BEGIN

use crate::shared::icons::icon;
use leptos::prelude::*;

/// Visual accent of a stat card
#[derive(Debug, Clone, Copy, PartialEq, Eq, Default)]
pub enum StatAccent {
    #[default]
    Neutral,
    Success,
    Warning,
    Error,
}

impl StatAccent {
    fn class(&self) -> &'static str {
        match self {
            StatAccent::Neutral => "stat-card",
            StatAccent::Success => "stat-card stat-card--success",
            StatAccent::Warning => "stat-card stat-card--warning",
            StatAccent::Error => "stat-card stat-card--error",
        }
    }
}

#[component]
pub fn StatCard(
    /// Label displayed above the value
    #[prop(into)]
    label: String,
    /// Icon name from the icon() helper
    #[prop(into)]
    icon_name: String,
    #[prop(into)]
    value: Signal<usize>,
    #[prop(optional)]
    accent: StatAccent,
    #[prop(into, optional)]
    subtitle: MaybeProp<String>,
) -> impl IntoView {
    view! {
        <div class=accent.class()>
            <div class="stat-card__icon">
                {icon(&icon_name)}
            </div>
            <div class="stat-card__content">
                <div class="stat-card__label">{label}</div>
                <div class="stat-card__value">{move || value.get()}</div>
                {move || subtitle.get().map(|s| view! { <div class="stat-card__subtitle">{s}</div> })}
            </div>
        </div>
    }
}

END

_DIRECTIONS_
Read through the entries and copy each line in which "value" appears.

_RESULT BELOW_
    /// Label displayed above the value
    value: Signal<usize>,
                <div class="stat-card__value">{move || value.get()}</div>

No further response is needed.